//! Name-keyed parameter store that survives re-extraction.

use crate::classifier::TypeClassifier;
use crate::codec::{self, DisplayValue};
use crate::error::{ParamsError, Result};
use crate::types::{Parameter, PlaceholderOccurrence};
use std::collections::HashMap;

/// Insertion-ordered mapping of name → parameter with unique names
#[derive(Debug, Clone, Default, PartialEq, Eq)]
pub struct ParameterMap {
    entries: Vec<Parameter>,
    index: HashMap<String, usize>,
}

impl ParameterMap {
    #[must_use]
    pub fn new() -> Self {
        Self::default()
    }

    #[must_use]
    pub fn get(&self, name: &str) -> Option<&Parameter> {
        self.index.get(name).map(|&at| &self.entries[at])
    }

    #[must_use]
    pub fn contains(&self, name: &str) -> bool {
        self.index.contains_key(name)
    }

    #[must_use]
    pub fn len(&self) -> usize {
        self.entries.len()
    }

    #[must_use]
    pub fn is_empty(&self) -> bool {
        self.entries.is_empty()
    }

    pub fn iter(&self) -> impl Iterator<Item = &Parameter> {
        self.entries.iter()
    }

    #[must_use]
    pub fn to_vec(&self) -> Vec<Parameter> {
        self.entries.clone()
    }

    /// Append unless the name is already present; returns whether it was added
    fn insert_new(&mut self, parameter: Parameter) -> bool {
        if self.index.contains_key(&parameter.name) {
            return false;
        }
        self.index.insert(parameter.name.clone(), self.entries.len());
        self.entries.push(parameter);
        true
    }

    fn get_mut(&mut self, name: &str) -> Option<&mut Parameter> {
        let at = *self.index.get(name)?;
        self.entries.get_mut(at)
    }
}

/// Reconcile freshly extracted occurrences with what was held before.
///
/// Keeps the first occurrence of each name, recomputes its kind, carries the
/// previous value over (conformed to the new kind) and drops names no longer
/// present. Idempotent for a fixed `fresh`.
#[must_use]
pub fn merge(previous: &ParameterMap, fresh: &[PlaceholderOccurrence]) -> ParameterMap {
    let mut merged = ParameterMap::new();
    for occurrence in fresh {
        if merged.contains(&occurrence.name) {
            continue;
        }
        let kind = TypeClassifier::classify(occurrence.declared_kind.as_deref());
        let value = previous.get(&occurrence.name).map_or_else(
            || codec::default_value(kind).to_string(),
            |held| codec::conform(kind, &held.value),
        );
        merged.insert_new(Parameter::new(occurrence.name.clone(), value, kind));
    }
    merged
}

/// Parameter state owned by one editor
#[derive(Debug, Clone, Default)]
pub struct ParameterCache {
    current: ParameterMap,
}

impl ParameterCache {
    #[must_use]
    pub fn new() -> Self {
        Self::default()
    }

    #[must_use]
    pub const fn current(&self) -> &ParameterMap {
        &self.current
    }

    /// Merge a new extraction; the result becomes the basis of the next one
    pub fn reconcile(&mut self, fresh: &[PlaceholderOccurrence]) -> &ParameterMap {
        self.current = merge(&self.current, fresh);
        &self.current
    }

    /// Run the kind's edit codec and store the canonical value
    pub fn set_value(&mut self, name: &str, display: &DisplayValue) -> Result<String> {
        let parameter = self
            .current
            .get_mut(name)
            .ok_or_else(|| ParamsError::unknown_parameter(name))?;
        let canonical = codec::encode(parameter.kind, display)?;
        parameter.value.clone_from(&canonical);
        Ok(canonical)
    }
}
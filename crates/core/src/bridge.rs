//! Schema change notifications → extraction passes.
//!
//! The bridge owns the schema subscription. It holds only a weak reference to
//! the engine, so a disposed or dropped engine is never touched again, and
//! dropping the bridge aborts its task and releases the subscription.

use crate::engine::EngineInner;
use crate::schema::SchemaChanged;
use log::{debug, warn};
use std::sync::Weak;
use std::time::Duration;
use tokio::runtime::Handle;
use tokio::sync::broadcast::error::{RecvError, TryRecvError};
use tokio::sync::{broadcast, oneshot};
use tokio::task::JoinHandle;
use tokio::time;

pub(crate) struct Bridge {
    shutdown_tx: Option<oneshot::Sender<()>>,
    task: JoinHandle<()>,
}

impl Bridge {
    pub(crate) fn spawn(
        runtime: &Handle,
        engine: Weak<EngineInner>,
        changes: broadcast::Receiver<SchemaChanged>,
        debounce: Duration,
    ) -> Self {
        let (shutdown_tx, shutdown_rx) = oneshot::channel();
        let task = runtime.spawn(run_bridge(engine, changes, shutdown_rx, debounce));
        Self {
            shutdown_tx: Some(shutdown_tx),
            task,
        }
    }
}

impl Drop for Bridge {
    fn drop(&mut self) {
        if let Some(tx) = self.shutdown_tx.take() {
            let _ = tx.send(());
        }
        self.task.abort();
    }
}

async fn run_bridge(
    engine: Weak<EngineInner>,
    mut changes: broadcast::Receiver<SchemaChanged>,
    mut shutdown_rx: oneshot::Receiver<()>,
    debounce: Duration,
) {
    loop {
        tokio::select! {
            _ = &mut shutdown_rx => break,
            event = changes.recv() => match event {
                Ok(SchemaChanged) => {}
                Err(RecvError::Lagged(skipped)) => {
                    warn!("Schema listener lagged, {skipped} notifications folded into one pass");
                }
                Err(RecvError::Closed) => {
                    debug!("Schema notification channel closed");
                    break;
                }
            },
        }

        if !debounce.is_zero() {
            tokio::select! {
                _ = &mut shutdown_rx => break,
                () = time::sleep(debounce) => {}
            }
        }
        let folded = drain(&mut changes);
        if folded > 0 {
            debug!("Folded {folded} extra schema notifications");
        }

        let Some(engine) = engine.upgrade() else {
            break;
        };
        engine.on_schema_changed();
    }
}

fn drain(changes: &mut broadcast::Receiver<SchemaChanged>) -> usize {
    let mut folded = 0;
    loop {
        match changes.try_recv() {
            Ok(SchemaChanged) | Err(TryRecvError::Lagged(_)) => folded += 1,
            Err(TryRecvError::Empty | TryRecvError::Closed) => return folded,
        }
    }
}
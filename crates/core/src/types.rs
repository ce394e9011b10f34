use serde::{Deserialize, Serialize};
use std::fmt;

/// A half-open byte range within the query text
#[derive(Debug, Clone, Copy, PartialEq, Eq, Hash, Serialize, Deserialize)]
pub struct TextRange {
    pub start: usize,
    pub end: usize,
}

impl TextRange {
    #[must_use]
    pub const fn new(start: usize, end: usize) -> Self {
        Self { start, end }
    }

    #[must_use]
    pub const fn len(&self) -> usize {
        self.end.saturating_sub(self.start)
    }

    #[must_use]
    pub const fn is_empty(&self) -> bool {
        self.start >= self.end
    }

    #[must_use]
    pub const fn contains(&self, offset: usize) -> bool {
        offset >= self.start && offset < self.end
    }
}

/// One placeholder as it appears in a single parse of the query.
///
/// Produced fresh on every extraction pass and never mutated.
#[derive(Debug, Clone, PartialEq, Eq, Serialize, Deserialize)]
pub struct PlaceholderOccurrence {
    /// Identifier with the marker stripped (`?code` → `code`)
    pub name: String,

    /// Span of the placeholder including its marker
    pub range: TextRange,

    /// Declared type name of the compared attribute, if the parse resolved one
    pub declared_kind: Option<String>,
}

impl PlaceholderOccurrence {
    pub fn new(name: impl Into<String>, range: TextRange, declared_kind: Option<String>) -> Self {
        Self {
            name: name.into(),
            range,
            declared_kind,
        }
    }
}

/// Semantic value category of a parameter
#[derive(Debug, Clone, Copy, PartialEq, Eq, Hash, Serialize, Deserialize)]
#[serde(rename_all = "snake_case")]
pub enum ValueKind {
    Integer,
    Boolean,
    Temporal,
    Text,
    Unknown,
}

impl ValueKind {
    #[must_use]
    pub const fn as_str(self) -> &'static str {
        match self {
            Self::Integer => "integer",
            Self::Boolean => "boolean",
            Self::Temporal => "temporal",
            Self::Text => "text",
            Self::Unknown => "unknown",
        }
    }
}

impl fmt::Display for ValueKind {
    fn fmt(&self, f: &mut fmt::Formatter<'_>) -> fmt::Result {
        f.write_str(self.as_str())
    }
}

/// A deduplicated, typed query parameter.
///
/// Only `value` survives between extraction passes; `kind` is recomputed
/// from the first occurrence's declared kind every time.
#[derive(Debug, Clone, PartialEq, Eq, Serialize, Deserialize)]
pub struct Parameter {
    pub name: String,

    /// Canonical string form
    pub value: String,

    pub kind: ValueKind,
}

impl Parameter {
    pub fn new(name: impl Into<String>, value: impl Into<String>, kind: ValueKind) -> Self {
        Self {
            name: name.into(),
            value: value.into(),
            kind,
        }
    }

    /// Human readable form of the canonical value
    #[must_use]
    pub fn presentation_value(&self) -> String {
        crate::codec::presentation(self.kind, &self.value)
    }
}

#[cfg(test)]
mod tests {
    use super::*;

    #[test]
    fn text_range_bounds() {
        let range = TextRange::new(4, 9);
        assert_eq!(range.len(), 5);
        assert!(range.contains(4));
        assert!(!range.contains(9));
        assert!(TextRange::new(3, 3).is_empty());
    }

    #[test]
    fn kind_serializes_snake_case() {
        let json = serde_json::to_string(&ValueKind::Temporal).unwrap();
        assert_eq!(json, "\"temporal\"");
        assert_eq!(ValueKind::Boolean.to_string(), "boolean");
    }

    #[test]
    fn presentation_unquotes_text() {
        let param = Parameter::new("code", "'abc'", ValueKind::Text);
        assert_eq!(param.presentation_value(), "abc");
    }
}
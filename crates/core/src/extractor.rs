//! Placeholder extraction.
//!
//! A parse walks the token stream once, tracking brace nesting to tell
//! FROM-clause type references (`{Product AS p}`) from attribute references
//! (`{p.code}`). A second walk links every placeholder to the attribute it is
//! compared with and asks the schema for that attribute's declared type.

use crate::error::ParseError;
use crate::lexer::{Lexer, Token, TokenKind};
use crate::schema::SchemaOracle;
use crate::types::PlaceholderOccurrence;
use log::{debug, warn};

/// Source of placeholder occurrences for a query text.
pub trait PlaceholderParser: Send + Sync {
    /// Placeholders in source order. May fail on malformed text.
    fn parse_placeholders(
        &self,
        text: &str,
        schema: &dyn SchemaOracle,
    ) -> Result<Vec<PlaceholderOccurrence>, ParseError>;
}

/// Run one extraction.
///
/// `None` when the text does not parse; callers keep whatever they held
/// from the last successful extraction.
pub fn extract(
    parser: &dyn PlaceholderParser,
    text: &str,
    schema: &dyn SchemaOracle,
) -> Option<Vec<PlaceholderOccurrence>> {
    match parser.parse_placeholders(text, schema) {
        Ok(occurrences) => {
            debug!("Extracted {} placeholder occurrences", occurrences.len());
            Some(occurrences)
        }
        Err(err) => {
            warn!("Query does not parse, keeping previous parameters: {err}");
            None
        }
    }
}

/// Parser for FlexibleSearch-style queries
#[derive(Debug, Clone, Copy)]
pub struct FlexibleSearchParser {
    marker: char,
}

impl Default for FlexibleSearchParser {
    fn default() -> Self {
        Self::new('?')
    }
}

impl FlexibleSearchParser {
    #[must_use]
    pub const fn new(marker: char) -> Self {
        Self { marker }
    }
}

impl PlaceholderParser for FlexibleSearchParser {
    fn parse_placeholders(
        &self,
        text: &str,
        schema: &dyn SchemaOracle,
    ) -> Result<Vec<PlaceholderOccurrence>, ParseError> {
        let tokens = Lexer::new(text, self.marker).tokenize()?;
        let parsed = Structure::scan(text, &tokens, self.marker)?;
        Ok(parsed.resolve(schema))
    }
}

#[derive(Debug, Clone, Copy, PartialEq, Eq)]
enum Keyword {
    In,
    Not,
    Like,
    Between,
    And,
}

#[derive(Debug, Clone, Copy, PartialEq, Eq)]
enum Element<'a> {
    Column {
        alias: Option<&'a str>,
        attribute: &'a str,
        scope: usize,
    },
    /// Index into the occurrence list
    Placeholder(usize),
    Compare,
    Keyword(Keyword),
    ParenOpen,
    ParenClose,
    Comma,
    Value,
}

#[derive(Debug)]
enum Brace {
    From {
        expect_type: bool,
        expect_alias: bool,
        last_type: Option<String>,
    },
    Subquery,
    Other,
}

struct Structure<'a> {
    elements: Vec<Element<'a>>,
    occurrences: Vec<PlaceholderOccurrence>,
    // (alias, type code); a bare type is registered under its own name
    aliases: Vec<(String, String)>,
    // first type of each query level; unqualified columns resolve against it
    scope_types: Vec<Option<String>>,
}

impl<'a> Structure<'a> {
    fn scan(source: &'a str, tokens: &[Token], marker: char) -> Result<Self, ParseError> {
        let mut out = Self {
            elements: Vec::new(),
            occurrences: Vec::new(),
            aliases: Vec::new(),
            scope_types: vec![None],
        };
        let mut stack: Vec<Brace> = Vec::new();
        let mut scopes: Vec<usize> = vec![0];
        let mut after_from = false;
        let mut i = 0;

        while i < tokens.len() {
            let token = tokens[i];
            let was_after_from = std::mem::take(&mut after_from);

            match token.kind {
                TokenKind::BraceOpen => {
                    if adjacent(tokens, i, TokenKind::BraceOpen) {
                        stack.push(Brace::Subquery);
                        scopes.push(out.scope_types.len());
                        out.scope_types.push(None);
                        i += 2;
                        continue;
                    }
                    if was_after_from {
                        stack.push(Brace::From {
                            expect_type: true,
                            expect_alias: false,
                            last_type: None,
                        });
                    } else if let Some((column, consumed)) =
                        column_ref(source, &tokens[i..], current_scope(&scopes))
                    {
                        out.elements.push(column);
                        i += consumed;
                        continue;
                    } else {
                        stack.push(Brace::Other);
                    }
                }
                TokenKind::BraceClose => match stack.pop() {
                    Some(Brace::Subquery) => {
                        if !adjacent(tokens, i, TokenKind::BraceClose) {
                            return Err(ParseError::new(
                                token.range.start,
                                "sub-query must be closed with '}}'",
                            ));
                        }
                        scopes.pop();
                        i += 2;
                        continue;
                    }
                    Some(_) => {}
                    None => return Err(ParseError::new(token.range.start, "unmatched '}'")),
                },
                TokenKind::Placeholder => {
                    let name = &token.text(source)[marker.len_utf8()..];
                    out.elements.push(Element::Placeholder(out.occurrences.len()));
                    out.occurrences
                        .push(PlaceholderOccurrence::new(name, token.range, None));
                }
                TokenKind::Ident => {
                    if let Some(Brace::From {
                        expect_type,
                        expect_alias,
                        last_type,
                    }) = stack.last_mut()
                    {
                        let word = token.text(source);
                        if *expect_alias {
                            *expect_alias = false;
                            if let Some(type_code) = last_type.clone() {
                                out.aliases.push((word.to_string(), type_code));
                            }
                        } else if *expect_type {
                            *expect_type = false;
                            *last_type = Some(word.to_string());
                            out.aliases.push((word.to_string(), word.to_string()));
                            out.scope_types[current_scope(&scopes)]
                                .get_or_insert_with(|| word.to_string());
                        } else if word.eq_ignore_ascii_case("as") {
                            *expect_alias = true;
                        } else if word.eq_ignore_ascii_case("join") {
                            *expect_type = true;
                        }
                    }
                    if token.is_keyword(source, "from") {
                        after_from = true;
                    }
                    out.elements
                        .push(keyword(source, &token).map_or(Element::Value, Element::Keyword));
                }
                TokenKind::Compare(_) => out.elements.push(Element::Compare),
                TokenKind::ParenOpen => out.elements.push(Element::ParenOpen),
                TokenKind::ParenClose => out.elements.push(Element::ParenClose),
                TokenKind::Comma => out.elements.push(Element::Comma),
                TokenKind::Bang | TokenKind::Star
                    if matches!(stack.last(), Some(Brace::From { .. })) => {}
                _ => out.elements.push(Element::Value),
            }
            i += 1;
        }

        if let Some(open) = stack.last() {
            let end = source.len();
            let what = match open {
                Brace::Subquery => "unclosed sub-query",
                _ => "unclosed '{'",
            };
            return Err(ParseError::new(end, what));
        }
        Ok(out)
    }

    fn resolve(mut self, schema: &dyn SchemaOracle) -> Vec<PlaceholderOccurrence> {
        for (position, element) in self.elements.iter().enumerate() {
            let Element::Placeholder(idx) = *element else {
                continue;
            };
            let operand = operand_before(&self.elements, position)
                .or_else(|| operand_after(&self.elements, position));
            let Some(Element::Column {
                alias,
                attribute,
                scope,
            }) = operand.map(|at| self.elements[at])
            else {
                continue;
            };
            let declared = self
                .type_for(alias, scope)
                .and_then(|type_code| schema.attribute_type(type_code, attribute));
            self.occurrences[idx].declared_kind = declared;
        }
        self.occurrences
    }

    fn type_for<'s>(&'s self, alias: Option<&'s str>, scope: usize) -> Option<&'s str> {
        match alias {
            Some(alias) => Some(
                self.aliases
                    .iter()
                    .find(|(name, _)| name.eq_ignore_ascii_case(alias))
                    .map_or(alias, |(_, type_code)| type_code.as_str()),
            ),
            None => self.scope_types[scope]
                .as_deref()
                .or_else(|| self.aliases.first().map(|(_, type_code)| type_code.as_str())),
        }
    }
}

fn current_scope(scopes: &[usize]) -> usize {
    scopes.last().copied().unwrap_or(0)
}

fn adjacent(tokens: &[Token], i: usize, kind: TokenKind) -> bool {
    tokens
        .get(i + 1)
        .is_some_and(|next| next.kind == kind && next.range.start == tokens[i].range.end)
}

fn keyword(source: &str, token: &Token) -> Option<Keyword> {
    [
        ("in", Keyword::In),
        ("not", Keyword::Not),
        ("like", Keyword::Like),
        ("between", Keyword::Between),
        ("and", Keyword::And),
    ]
    .into_iter()
    .find(|(word, _)| token.is_keyword(source, word))
    .map(|(_, kw)| kw)
}

/// `{attr}`, `{alias.attr}`, `{alias:attr}`, optionally `[lang]` before `}`.
/// Returns the element and how many tokens it spans.
fn column_ref<'a>(
    source: &'a str,
    tokens: &[Token],
    scope: usize,
) -> Option<(Element<'a>, usize)> {
    let kind_at = |n: usize| tokens.get(n).map(|t| t.kind);
    if kind_at(1)? != TokenKind::Ident {
        return None;
    }
    let mut n = 2;
    let (alias, attribute) = match kind_at(n) {
        Some(TokenKind::Dot | TokenKind::Colon) if kind_at(n + 1) == Some(TokenKind::Ident) => {
            n += 2;
            (Some(tokens[1].text(source)), tokens[3].text(source))
        }
        _ => (None, tokens[1].text(source)),
    };
    if kind_at(n) == Some(TokenKind::BracketOpen) {
        while kind_at(n)? != TokenKind::BracketClose {
            n += 1;
        }
        n += 1;
    }
    let column = Element::Column {
        alias,
        attribute,
        scope,
    };
    (kind_at(n)? == TokenKind::BraceClose).then_some((column, n + 1))
}

fn is_column(elements: &[Element<'_>], at: usize) -> Option<usize> {
    matches!(elements.get(at), Some(Element::Column { .. })).then_some(at)
}

fn skip_not(elements: &[Element<'_>], at: usize) -> Option<usize> {
    if elements.get(at) == Some(&Element::Keyword(Keyword::Not)) {
        at.checked_sub(1)
    } else {
        Some(at)
    }
}

fn operand_before(elements: &[Element<'_>], position: usize) -> Option<usize> {
    let prev = position.checked_sub(1)?;
    match elements[prev] {
        Element::Compare => is_column(elements, prev.checked_sub(1)?),
        Element::Keyword(Keyword::Like | Keyword::Between) => {
            is_column(elements, skip_not(elements, prev.checked_sub(1)?)?)
        }
        // BETWEEN <low> AND ?high
        Element::Keyword(Keyword::And) => {
            let low = prev.checked_sub(1)?;
            if !matches!(elements[low], Element::Value | Element::Placeholder(_)) {
                return None;
            }
            let between = low.checked_sub(1)?;
            if elements[between] != Element::Keyword(Keyword::Between) {
                return None;
            }
            is_column(elements, skip_not(elements, between.checked_sub(1)?)?)
        }
        // IN (?a, ?b)
        Element::ParenOpen | Element::Comma => {
            let mut at = prev;
            while elements[at] != Element::ParenOpen {
                if !matches!(
                    elements[at],
                    Element::Comma | Element::Value | Element::Placeholder(_)
                ) {
                    return None;
                }
                at = at.checked_sub(1)?;
            }
            let in_kw = at.checked_sub(1)?;
            if elements[in_kw] != Element::Keyword(Keyword::In) {
                return None;
            }
            is_column(elements, skip_not(elements, in_kw.checked_sub(1)?)?)
        }
        _ => None,
    }
}

fn operand_after(elements: &[Element<'_>], position: usize) -> Option<usize> {
    match elements.get(position + 1)? {
        Element::Compare => is_column(elements, position + 2),
        _ => None,
    }
}
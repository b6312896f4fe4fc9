use thiserror::Error;

use crate::record::SegmentKind;

/// I/O errors raised by the byte-channel layer.
#[derive(Debug, Clone, Error)]
pub enum IoError {
    /// Error from the underlying operating system call
    #[error("I/O error: {0}")]
    Os(String),

    /// Requested range exceeds the handle's bounds
    #[error("Range out of bounds: requested {requested} bytes at offset {offset}, size is {size}")]
    RangeOutOfBounds {
        offset: u64,
        requested: u64,
        size: u64,
    },

    /// The handle was closed while a derived reader or writer was still live
    #[error("Handle closed: {0}")]
    HandleClosed(String),
}

impl From<std::io::Error> for IoError {
    fn from(err: std::io::Error) -> Self {
        IoError::Os(err.to_string())
    }
}

/// Errors raised when setting or interpreting a fixed-width field.
#[derive(Debug, Clone, Error)]
pub enum FieldError {
    /// Value is longer than the field's declared length
    #[error("Field overflow: value of {actual} bytes does not fit declared length {declared}")]
    Overflow { actual: usize, declared: usize },

    /// Field content cannot be interpreted as a number
    #[error("Field is not numeric: {content:?}")]
    NotNumeric { content: String },

    /// Operation requires a different field kind
    #[error("Type mismatch: expected {expected} field, got {actual}")]
    TypeMismatch {
        expected: &'static str,
        actual: &'static str,
    },
}

/// Errors raised by the TRE layer (descriptors, registry, serialization).
#[derive(Debug, Clone, Error)]
pub enum TreError {
    /// No handler is registered for the tag (recoverable: callers fall
    /// back to a raw-bytes TRE that preserves the payload verbatim)
    #[error("Unknown TRE tag: {0:?}")]
    UnknownTag(String),

    /// A handler descriptor file could not be parsed
    #[error("Bad TRE descriptor {path:?}: {message}")]
    BadDescriptor { path: String, message: String },

    /// Serialized TRE payload does not match the declared length
    #[error("TRE {tag:?} length mismatch: declared {declared}, payload has {actual}")]
    LengthMismatch {
        tag: String,
        declared: usize,
        actual: usize,
    },

    /// A looped sub-field references a count field that is missing or
    /// not numeric
    #[error("TRE {tag:?}: bad loop count field {field:?}")]
    BadLoopCount { tag: String, field: String },

    /// No such sub-field in this TRE
    #[error("TRE {tag:?} has no field {field:?}")]
    NoSuchField { tag: String, field: String },

    #[error(transparent)]
    Field(#[from] FieldError),

    #[error(transparent)]
    Io(#[from] IoError),
}

/// Errors raised while mutating a record or its subheaders.
#[derive(Debug, Clone, Error)]
pub enum RecordError {
    /// A structural invariant would be violated (count fields out of
    /// sync with their children, too many comments, bad band index...)
    #[error("Invariant violation: {0}")]
    Invariant(String),

    #[error(transparent)]
    Field(#[from] FieldError),

    #[error(transparent)]
    Tre(#[from] TreError),
}

/// Errors raised while parsing a file or reading segment data.
#[derive(Debug, Clone, Error)]
pub enum FormatError {
    #[error(transparent)]
    Io(#[from] IoError),

    #[error(transparent)]
    Field(#[from] FieldError),

    #[error(transparent)]
    Tre(#[from] TreError),

    /// File does not start with a recognized signature
    #[error("Bad magic: expected \"NITF02.10\" or \"NITF02.00\", got {0:?}")]
    BadMagic(String),

    /// Recognized container but unsupported version string
    #[error("Unsupported version: {0:?}")]
    UnsupportedVersion(String),

    /// Compression code with no registered decompression handler
    #[error("Unsupported compression {code:?} in {kind} segment {index}")]
    UnsupportedCompression {
        code: String,
        kind: SegmentKind,
        index: usize,
    },

    /// A declared length disagrees with the component info table
    #[error("Length mismatch in {kind} segment {index}: {message}")]
    LengthMismatch {
        kind: SegmentKind,
        index: usize,
        message: String,
    },

    /// The file ended before a declared structure was complete
    #[error("Truncated file: {message}")]
    Truncated { message: String },

    /// A segment subheader does not start with its two-byte part type
    #[error("Bad part type: expected {expected:?}, got {actual:?}")]
    BadPartType {
        expected: &'static str,
        actual: String,
    },

    /// Sub-window or band list outside the image bounds
    #[error("Invalid sub-window for {kind} segment {index}: {message}")]
    InvalidWindow {
        kind: SegmentKind,
        index: usize,
        message: String,
    },

    /// A down-sampler was applied to a pixel type it is not defined for
    #[error("Down-sampler type mismatch: {message}")]
    DownSampleType { message: String },

    /// A block layout combination this implementation does not handle
    #[error("Unsupported layout in {kind} segment {index}: {message}")]
    UnsupportedLayout {
        kind: SegmentKind,
        index: usize,
        message: String,
    },

    /// A TRE overflow field references a data extension segment that
    /// does not exist
    #[error("Bad overflow reference in {kind} segment {index}: DES index {des_index} out of range")]
    BadOverflowRef {
        kind: SegmentKind,
        index: usize,
        des_index: usize,
    },

    /// A per-segment reader was requested before a successful parse
    #[error("No record has been parsed from this handle")]
    NotParsed,

    /// The operation was cancelled through the cooperative flag
    #[error("Cancelled")]
    Cancelled,
}

/// Errors raised while assembling and writing a file.
#[derive(Debug, Clone, Error)]
pub enum WriteError {
    #[error(transparent)]
    Io(#[from] IoError),

    #[error(transparent)]
    Record(#[from] RecordError),

    #[error(transparent)]
    Field(#[from] FieldError),

    #[error(transparent)]
    Tre(#[from] TreError),

    #[error(transparent)]
    Format(#[from] FormatError),

    /// A data source produced fewer bytes than it declared
    #[error("Short source for {kind} segment {index}: declared {declared} bytes, produced {produced}")]
    ShortSource {
        kind: SegmentKind,
        index: usize,
        declared: u64,
        produced: u64,
    },

    /// A source was already attached for this segment
    #[error("Source already attached for {kind} segment {index}")]
    AlreadyAttached { kind: SegmentKind, index: usize },

    /// No source was attached for a segment with a nonzero data length
    #[error("No source attached for {kind} segment {index}")]
    MissingSource { kind: SegmentKind, index: usize },

    /// `write` was called before `prepare`
    #[error("Writer is not prepared")]
    NotPrepared,

    /// The operation was cancelled through the cooperative flag
    #[error("Cancelled")]
    Cancelled,
}

#[cfg(test)]
mod tests {
    use super::*;

    #[test]
    fn test_field_overflow_message_carries_declared_length() {
        let err = FieldError::Overflow {
            actual: 14,
            declared: 5,
        };
        let msg = err.to_string();
        assert!(msg.contains("14"));
        assert!(msg.contains('5'));
    }

    #[test]
    fn test_io_error_from_std() {
        let err: IoError = std::io::Error::new(std::io::ErrorKind::NotFound, "gone").into();
        assert!(matches!(err, IoError::Os(_)));
    }

    #[test]
    fn test_format_error_carries_segment_context() {
        let err = FormatError::LengthMismatch {
            kind: SegmentKind::Image,
            index: 2,
            message: "subheader ran past declared length".to_string(),
        };
        let msg = err.to_string();
        assert!(msg.contains("image"));
        assert!(msg.contains('2'));
    }
}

□ □ □ □

*Your instructions*
Exactly as written, repeat the lines from the start of the listing through the line containing "with unique names", both included.

*Task output*
//! Name-keyed parameter store that survives re-extraction.

use crate::classifier::TypeClassifier;
use crate::codec::{self, DisplayValue};
use crate::error::{ParamsError, Result};
use crate::types::{Parameter, PlaceholderOccurrence};
use std::collections::HashMap;

/// Insertion-ordered mapping of name → parameter with unique names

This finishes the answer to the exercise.